ACOUSTIC INNOVATIONS, INC., a Florida corporation, JAY MILLER, individually, and JOANNE MILLER, individually, Appellants, v. CAREY SCHAFER, Appellee. No. 4D07-1603 [ February 20, 2008 ] HAZOURI, J. Appellants, Jay Miller ("Miller"), his wife, Joanne Miller, and Acoustic Innovations, Inc. ("Acoustic"), appeal an amended final judgment entered in favor of Appellee, Carey Schafer ("Schafer"); an order severing Acoustic's counterclaims; and an order setting non-jury trial in this matter. Schafer cross-appeals. We affirm in all respects. This case involves a dispute between Schafer and Miller concerning the parties' ownership interests in Acoustic; a company which was formed to design, develop, manufacture, and sell acoustical paneling, carpeting, furniture, and other fixtures to enhance the physical design, appearance, and acoustics of professional home theaters.

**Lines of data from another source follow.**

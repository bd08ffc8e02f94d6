//! `keel` Runtime: feature and transport plugins, field injection, and the application lifecycle.

pub mod api;
pub mod app;
pub mod behavior;
pub mod client;
pub mod context;
pub mod error;
pub mod features;
pub mod fields;
pub mod handler;
pub mod logger;
pub mod plugin;
pub mod request_context;
pub mod resolver;
pub mod services;
pub mod testing;

pub use api::ApiSet;
pub use app::{App, AppBuilder, AppState};
pub use client::{ClientConnection, ClientConnector, GrpcClient, LazyConnector};
pub use context::ServiceContext;
pub use error::{AbortError, ClientError, PluginError, ValidationError};
pub use fields::{Client, Field, FieldSlot, Inject, ServiceDefinitions};
pub use handler::{ServiceApi, ServiceHandler};
pub use plugin::{Feature, FeatureEntry, FeatureSet, Service, ServiceSet};
pub use testing::{ServiceTesting, TestOptions, Testing};

#[cfg(test)]
mod tests {
    #[test]
    fn crate_loads() {
        // Empty body: if this test runs, the crate compiles and loads.
    }
}
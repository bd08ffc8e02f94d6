//! Feature and transport plugins and their registries.

pub mod feature;
pub mod feature_set;
pub mod service;
pub mod service_set;

pub use feature::{
    CanBeInitializedOptions, Feature, FeatureController, FeatureEntry, FeatureSettings,
    FeatureTester, InitializeOptions, UpdateInfo,
};
pub use feature_set::FeatureSet;
pub use service::{Service, ServiceOptions, ServiceSettings};
pub use service_set::ServiceSet;
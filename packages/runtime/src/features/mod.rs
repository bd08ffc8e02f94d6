//! Features every service gets.

pub mod definition;
pub mod env;
pub mod errors;
pub mod http;
pub mod logger;

pub use definition::{DefinitionApi, DefinitionFeature};
pub use env::EnvFeature;
pub use errors::ErrorsFeature;
pub use http::{HttpFeature, HttpServerApi, ResponseContext};
pub use logger::LoggerFeature;

use crate::plugin::FeatureSet;

/// A registry holding the built-in features.
#[must_use]
pub fn builtin() -> FeatureSet {
    let features = FeatureSet::new();
    features.register(HttpFeature::new());
    features.register(LoggerFeature::new());
    features.register(ErrorsFeature::new());
    features.register(DefinitionFeature::new());
    features.register(EnvFeature::new());
    features
}
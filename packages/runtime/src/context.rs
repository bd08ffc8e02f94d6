use std::collections::HashMap;
use std::time::SystemTime;

use keel_core::{Definitions, ServiceDeploy, ServiceKind};

/// Identity of the running service, shared with every feature and
/// transport.
#[derive(Debug, Clone)]
pub struct ServiceContext {
    pub name: String,
    pub product: String,
    pub version: String,
    pub kinds: Vec<ServiceKind>,
    pub deployment: ServiceDeploy,
    pub started_at: SystemTime,
}

impl ServiceContext {
    #[must_use]
    pub fn new(defs: &Definitions, deployment: ServiceDeploy) -> Self {
        Self {
            name: defs.service_name().to_string(),
            product: defs.product.clone(),
            version: defs.version.clone(),
            kinds: defs.service_types().into_iter().map(|(kind, _)| kind).collect(),
            deployment,
            started_at: SystemTime::now(),
        }
    }

    /// `hybrid` when more than one transport kind is declared.
    #[must_use]
    pub fn service_type(&self) -> String {
        match self.kinds.as_slice() {
            [single] => single.to_string(),
            [] => String::new(),
            _ => "hybrid".to_string(),
        }
    }

    /// Tags describing the service, handed to features and transports.
    #[must_use]
    pub fn tags(&self) -> HashMap<String, String> {
        HashMap::from([
            ("service.name".to_string(), self.name.clone()),
            ("service.type".to_string(), self.service_type()),
            ("service.version".to_string(), self.version.clone()),
            ("service.product".to_string(), self.product.clone()),
        ])
    }
}

#[cfg(test)]
mod tests {
    use super::*;

    fn context(types: &[&str]) -> ServiceContext {
        let mut defs = Definitions::default();
        defs.name = "orders".into();
        defs.product = "shop".into();
        defs.version = "v1".into();
        defs.types = types.iter().map(|t| (*t).to_string()).collect();
        ServiceContext::new(&defs, ServiceDeploy::Local)
    }

    #[test]
    fn single_kind_keeps_its_name() {
        let ctx = context(&["grpc:7000"]);
        assert_eq!(ctx.service_type(), "grpc");
        assert_eq!(ctx.tags()["service.name"], "orders");
    }

    #[test]
    fn several_kinds_are_hybrid() {
        assert_eq!(context(&["grpc", "worker"]).service_type(), "hybrid");
    }
}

In September 1992, Miller incorporated Acoustic as a Florida corporation and issued a "Written Action of the Incorporator and First Board of Directors of Acoustic Innovations, Inc.," in which he identified himself as the sole incorporator, director, president, secretary, treasurer, and shareholder of Acoustic. However, Schafer maintains that he is a fifty percent co-owner and shareholder of Acoustic. Miller disputes that contention. Formal share certificates were never issued. On August 21, 2000, following a meeting at which Schafer's interest in the company was discussed, Miller presented Schafer with a letter signed by Miller, which stated:

Some time ago we discussed your relationship with Joanne and I, and with Acoustic Innovations, Inc. (the "Company"). Our discussions included both your role on a daily basis as well as your and our expectations with respect to the future of the Company and the benefit which each of us might have from our long-term efforts on its behalf. Each of us has made an important contribution to the Company and I believe that our various contributions will continue at the same level in the future. With respect to the overall operation and control of the Company, all of its stock has been issued to me, and I am its only officer and director. I want to keep things that way so that I can continue to exercise control over the Company and its business. At the same time, I think it imperative that you be provided with a stake in the future success of Acoustic Innovations. For that purpose, by this letter the Company agrees that in the event of the sale of the Company or its merger with another company in which the Company is not the surviving corporation (which events this letter refers to as a "Transaction") you will receive one-third (1/3) of the aggregate consideration of the Transaction. Aggregate consideration will include, and be limited to, cash consideration; options, warrants and convertible securities; and notes payable by the other party. You will not be entitled to any other form of compensation, including, without limitation, salaries, consulting compensation or compensation from an agreement not to compete. I think it important that we confirm your understanding described in this letter by the end of the year, and so to that end I ask that you sign and return to me the enclosed copy of this letter no later than close of business on September 1st, 2000. We have had the Company's lawyer prepare this letter, and he wants you to discuss this letter with your own lawyer before signing it. Schafer ultimately signed the letter on February 5, 2001, but did not consult a lawyer. On February 7, 2002, about a year after Schafer signed the letter, Miller terminated him from his employment at Acoustic, and paid him a lump sum severance payment in the amount of $10,000.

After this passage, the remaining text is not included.